▶ [What you should do]: Could you write out the opening lines of the data, word for word, stopping after the line that contains "pub enum ConfigError"?

▶ [Records supplied]:
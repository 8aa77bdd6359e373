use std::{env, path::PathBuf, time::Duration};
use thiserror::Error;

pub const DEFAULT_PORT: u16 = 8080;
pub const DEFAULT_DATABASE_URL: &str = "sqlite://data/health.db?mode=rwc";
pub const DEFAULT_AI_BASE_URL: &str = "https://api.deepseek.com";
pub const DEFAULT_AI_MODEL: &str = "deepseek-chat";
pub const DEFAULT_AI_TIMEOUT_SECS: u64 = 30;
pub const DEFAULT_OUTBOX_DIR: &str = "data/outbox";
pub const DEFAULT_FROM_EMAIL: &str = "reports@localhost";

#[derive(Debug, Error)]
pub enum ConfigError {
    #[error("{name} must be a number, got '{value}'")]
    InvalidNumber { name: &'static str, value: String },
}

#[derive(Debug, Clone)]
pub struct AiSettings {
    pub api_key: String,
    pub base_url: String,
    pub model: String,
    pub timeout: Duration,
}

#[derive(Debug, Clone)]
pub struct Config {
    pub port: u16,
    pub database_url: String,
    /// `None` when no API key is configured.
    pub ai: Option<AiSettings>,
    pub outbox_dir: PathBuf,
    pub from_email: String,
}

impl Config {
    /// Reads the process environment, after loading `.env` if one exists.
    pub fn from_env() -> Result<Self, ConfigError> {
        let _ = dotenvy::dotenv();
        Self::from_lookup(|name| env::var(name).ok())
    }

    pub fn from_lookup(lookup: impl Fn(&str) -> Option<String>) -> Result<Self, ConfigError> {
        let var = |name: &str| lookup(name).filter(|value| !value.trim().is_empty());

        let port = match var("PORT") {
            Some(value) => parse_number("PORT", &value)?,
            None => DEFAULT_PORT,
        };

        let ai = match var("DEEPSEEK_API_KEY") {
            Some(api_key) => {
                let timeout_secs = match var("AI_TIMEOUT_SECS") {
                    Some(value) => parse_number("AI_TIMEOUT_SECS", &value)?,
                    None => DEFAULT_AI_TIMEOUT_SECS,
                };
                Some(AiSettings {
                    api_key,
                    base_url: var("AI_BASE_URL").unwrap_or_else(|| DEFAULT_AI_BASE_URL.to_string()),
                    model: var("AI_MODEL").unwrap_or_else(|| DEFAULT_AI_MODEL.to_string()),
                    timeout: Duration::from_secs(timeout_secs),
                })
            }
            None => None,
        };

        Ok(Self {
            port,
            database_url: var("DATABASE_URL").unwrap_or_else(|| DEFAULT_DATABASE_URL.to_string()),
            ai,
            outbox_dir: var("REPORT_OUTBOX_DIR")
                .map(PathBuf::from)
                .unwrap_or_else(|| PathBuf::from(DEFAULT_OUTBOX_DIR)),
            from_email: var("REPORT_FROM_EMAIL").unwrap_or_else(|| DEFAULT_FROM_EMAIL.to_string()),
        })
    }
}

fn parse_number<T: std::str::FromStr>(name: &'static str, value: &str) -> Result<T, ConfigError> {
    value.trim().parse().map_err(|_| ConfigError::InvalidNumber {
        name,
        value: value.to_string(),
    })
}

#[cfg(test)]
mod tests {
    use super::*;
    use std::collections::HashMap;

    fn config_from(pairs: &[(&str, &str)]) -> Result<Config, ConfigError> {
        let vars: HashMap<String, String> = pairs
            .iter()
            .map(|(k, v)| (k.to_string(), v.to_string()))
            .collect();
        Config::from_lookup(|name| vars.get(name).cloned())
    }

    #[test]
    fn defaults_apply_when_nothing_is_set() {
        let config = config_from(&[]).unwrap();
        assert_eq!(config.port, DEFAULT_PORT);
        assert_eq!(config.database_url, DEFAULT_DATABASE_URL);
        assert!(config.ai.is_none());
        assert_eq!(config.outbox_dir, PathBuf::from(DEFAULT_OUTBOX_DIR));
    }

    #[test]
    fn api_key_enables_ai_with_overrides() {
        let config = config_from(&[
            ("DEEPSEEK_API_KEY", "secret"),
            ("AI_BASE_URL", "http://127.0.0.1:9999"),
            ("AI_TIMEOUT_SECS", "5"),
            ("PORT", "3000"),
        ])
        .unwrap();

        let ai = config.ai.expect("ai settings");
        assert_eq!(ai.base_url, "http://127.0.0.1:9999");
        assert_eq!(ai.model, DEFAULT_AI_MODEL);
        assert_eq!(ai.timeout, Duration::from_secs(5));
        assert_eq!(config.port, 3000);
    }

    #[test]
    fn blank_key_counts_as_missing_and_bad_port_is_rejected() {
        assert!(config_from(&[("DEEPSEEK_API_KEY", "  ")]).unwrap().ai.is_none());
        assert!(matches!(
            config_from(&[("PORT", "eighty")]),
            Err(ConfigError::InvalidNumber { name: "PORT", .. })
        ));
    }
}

▶ [Task response]:
repository 8aa77bdd6359e373
use std::{env, path::PathBuf, time::Duration};
use thiserror::Error;

pub const DEFAULT_PORT: u16 = 8080;
pub const DEFAULT_DATABASE_URL: &str = "sqlite://data/health.db?mode=rwc";
pub const DEFAULT_AI_BASE_URL: &str = "https://api.deepseek.com";
pub const DEFAULT_AI_MODEL: &str = "deepseek-chat";
pub const DEFAULT_AI_TIMEOUT_SECS: u64 = 30;
pub const DEFAULT_OUTBOX_DIR: &str = "data/outbox";
pub const DEFAULT_FROM_EMAIL: &str = "reports@localhost";

#[derive(Debug, Error)]
pub enum ConfigError {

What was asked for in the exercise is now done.